The required output is the lines below from the line containing "Ok(catalog)" to the line containing "for draft in", inclusive, retyped exactly. No other lines belong in it.
──────── DATA TO PROCESS
//! Seed the catalog from a YAML file.
//!
//! ```bash
//! amy-cli seed catalog --file products.yaml
//! ```
//!
//! ```yaml
//! products:
//!   - title: Linen Wrap Dress
//!     description: Breathable summer dress
//!     price: "2499.00"
//!     discount_percentage: "10"
//!     rating: "4.5"
//!     stock: 12
//!     brand: AmyFairy
//!     category: dresses
//!     colors: [sand, olive]
//!     sizes: [S, M, L]
//! ```
//!
//! Products whose (title, brand) already exist are skipped, so the command
//! can be re-run safely.

use std::path::Path;

use serde::Deserialize;
use tracing::{error, info};

use amyfairy_storefront::db::{PgStore, ProductRepository};
use amyfairy_storefront::models::ProductDraft;

use super::{CommandError, connect};

/// Top-level shape of a catalog file.
#[derive(Debug, Deserialize)]
pub struct CatalogFile {
    pub products: Vec<ProductDraft>,
}

/// Outcome of a seeding run.
#[derive(Debug, Default, PartialEq, Eq)]
pub struct SeedSummary {
    pub inserted: usize,
    pub skipped: usize,
}

/// Parse a catalog and validate every product before touching the database.
pub fn parse_catalog(content: &str) -> Result<CatalogFile, CommandError> {
    let catalog: CatalogFile = serde_yaml::from_str(content)?;

    let errors: Vec<String> = catalog
        .products
        .iter()
        .enumerate()
        .filter_map(|(i, draft)| {
            draft
                .validate()
                .err()
                .map(|e| format!("product #{} ({}): {e}", i + 1, draft.title))
        })
        .collect();

    if !errors.is_empty() {
        for err in &errors {
            error!("  - {err}");
        }
        return Err(CommandError::Invalid(format!(
            "{} invalid product(s) in catalog",
            errors.len()
        )));
    }

    Ok(catalog)
}

/// Seed products from `file_path`.
pub async fn catalog(file_path: &str) -> Result<SeedSummary, CommandError> {
    let path = Path::new(file_path);
    info!(path = %file_path, "Loading catalog from file");

    let content = tokio::fs::read_to_string(path)
        .await
        .map_err(|source| CommandError::Io {
            path: file_path.to_owned(),
            source,
        })?;
    let catalog = parse_catalog(&content)?;
    info!(products = catalog.products.len(), "Catalog validated");

    let pool = connect().await?;
    let store = PgStore::new(pool.clone());
    let mut summary = SeedSummary::default();

    for draft in &catalog.products {
        let exists: bool = sqlx::query_scalar(
            "SELECT EXISTS (SELECT 1 FROM products WHERE title = $1 AND brand = $2)",
        )
        .bind(&draft.title)
        .bind(&draft.brand)
        .fetch_one(&pool)
        .await?;

        if exists {
            summary.skipped += 1;
            continue;
        }

        let product = store.create_product(draft).await?;
        info!(id = %product.id, title = %product.title, "Inserted product");
        summary.inserted += 1;
    }

    info!(
        inserted = summary.inserted,
        skipped = summary.skipped,
        "Seeding complete!"
    );
    Ok(summary)
}
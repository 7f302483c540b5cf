//! JSON-speaking wrappers around axum's extractors.
//!
//! Rejections become [`AppError::BadRequest`] so malformed input gets the
//! same `{"error": …}` body as every other failure.

use axum::extract::{FromRequest, FromRequestParts};

use crate::error::AppError;

/// `axum::Json` with an [`AppError`] rejection.
#[derive(Debug, FromRequest)]
#[from_request(via(axum::Json), rejection(AppError))]
pub struct ApiJson<T>(pub T);

/// `axum::extract::Path` with an [`AppError`] rejection.
#[derive(Debug, FromRequestParts)]
#[from_request(via(axum::extract::Path), rejection(AppError))]
pub struct ApiPath<T>(pub T);

/// `axum::extract::Query` with an [`AppError`] rejection.
#[derive(Debug, FromRequestParts)]
#[from_request(via(axum::extract::Query), rejection(AppError))]
pub struct ApiQuery<T>(pub T);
────────────────
ANSWER AREA:
    Ok(catalog)
}

/// Seed products from `file_path`.
pub async fn catalog(file_path: &str) -> Result<SeedSummary, CommandError> {
    let path = Path::new(file_path);
    info!(path = %file_path, "Loading catalog from file");

    let content = tokio::fs::read_to_string(path)
        .await
        .map_err(|source| CommandError::Io {
            path: file_path.to_owned(),
            source,
        })?;
    let catalog = parse_catalog(&content)?;
    info!(products = catalog.products.len(), "Catalog validated");

    let pool = connect().await?;
    let store = PgStore::new(pool.clone());
    let mut summary = SeedSummary::default();

    for draft in &catalog.products {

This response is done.